À M. de Montesquiou, qui a parlé de garanties unilatérales données par l’Inde, je me permets de répondre qu’un certain nombre des systèmes de contrôle acceptés par l’Inde ne sont pas unilatéraux. Ils résultent d’un accord passé avec l’AIEA, et donc de l’application d’un texte qui a une valeur juridique et qui va au-delà de simples garanties unilatérales ! L’Inde a adopté un plan de séparation entre ses installations nucléaires militaires, d’une part, et civiles, d’autre part.
Il en a été de même pour la France quand elle a signé, vingt-quatre ans après son ouverture à la signature, ce traité sur la non-prolifération des armes nucléaires.
Monsieur de Montesquiou, vous m’avez également interrogé, comme d’autres intervenants, sur le Pakistan et Israël ? Quid de l’élargissement à d’autres pays, particulièrement à ceux-là, de la dérogation au traité, qui revient à leur accorder un statut d’exemption ?
Vous connaissez la doctrine d’Israël. Ce pays ne reconnaît pas la possession d’armes nucléaires et n’est pas prêt, à l’heure actuelle, à accepter de signer le TNP, ni même d’ailleurs un système d’exemption. Mais cela peut changer…
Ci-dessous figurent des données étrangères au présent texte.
//! Build-status polling
//!
//! One poll is a single POST to the status-check endpoint. Failures fail
//! open: the run is reported as completed-and-failed so the action becomes
//! available instead of silently never appearing. The re-poll cadence
//! while the run is in progress lives in the session loop.

use crate::api::ExplainApi;
use crate::types::BuildStatus;

/// Query the run's status once, failing open on any endpoint error.
pub async fn poll_build_status<A: ExplainApi + ?Sized>(api: &A) -> BuildStatus {
    match api.check_build_status().await {
        Ok(status) => status,
        Err(e) => {
            tracing::warn!(error = %e, "build status check failed, assuming run completed");
            BuildStatus::CompletedFailed
        }
    }
}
S'agissant du Pakistan, la question a été posée. Pour m’y être rendu lorsque je m’occupais notamment de l’Afghanistan, je sais qu’un certain nombre d’officiels pakistanais ont émis le désir de voir se développer dans leur pays une industrie nucléaire civile et donc de trouver un système similaire à celui de l’Inde. À ce stade, et sans engager plus avant le Gouvernement, je note simplement que l’histoire du développement nucléaire au Pakistan n’est pas, de ce point de vue, particulièrement rassurante !
Si l’industrie nucléaire de l’Inde a proliféré à partir d’installations civiles et si ce pays a veillé ensuite à ne disséminer ni la connaissance, ni la technologie, et encore moins les installations nucléaires civiles, on peut être beaucoup plus critique à l’égard de la Corée du Nord, du Pakistan et de certains autres pays.
L’exemple du docteur Abdul Qadeer Khan, que j’ai jadis rencontré à Islamabad et dont la carrière va de l’usine d’enrichissement d’uranium hollandaise, Urenko, jusqu’à la création de la bombe atomique pakistanaise, n’est pas très rassurant à cet égard, d’autant qu’il a récemment été élargi par la justice pakistanaise !
Je n’en dirai pas plus. Mais, personnellement, je doute que soit étendu à d’autres pays le régime d’exemption accordé à l’Inde après des années de négociations et un examen très approfondi de la part non seulement des États-Unis, de la France et de la Russie, mais aussi de pays exportateurs. Cela me permet de répondre en même temps à d’autres orateurs, notamment MM. Didier Boulaud et Michel Billout, qui se sont inquiétés de la fragilisation du système du traité sur la non-prolifération. Vraiment, je ne pense pas que l’exemption indienne fasse immédiatement et massivement jurisprudence.
J’en viens à la question de l’Iran posée, entre autres, par MM. Boulaud, Billout et de Montesquiou. À la différence de l’Inde, ce pays est signataire du traité sur la non-prolifération. Dès lors comment obtenir l’arrêt de l’enrichissement, que nous appelons de nos vœux, alors que le traité signé en 1968 ne l’interdit pas expressément, pas plus qu’il ne prohibe le retraitement ?
Le traité de non-prolifération était en effet fondé sur le principe d’un échange entre l’accès au nucléaire civil et le renoncement aux armes nucléaires. Ce n’est que postérieurement, dans les années soixante-dix, avec la constitution du groupe des exportateurs de biens nucléaires au lendemain du premier essai indien, que le régime des garanties a été progressivement élargi, et les parties sensibles du cycle – l’enrichissement et le retraitement, qui permettent de développer soit le nucléaire civil, soit le nucléaire militaire –, sécurisées.
En ce qui concerne l’Iran, le problème est que ce pays a engagé un programme très important d’enrichissement, qui lui permet de disposer de plus d’une tonne et demie d’uranium enrichi, alors qu’il n’a toujours pas de réacteur nucléaire civil en fonctionnement. C’est ce décalage pour le moins frappant qui nous conduit à penser que la sécurité internationale impose d’obtenir l’arrêt de cet enrichissement et le démantèlement des installations qui y contribuent.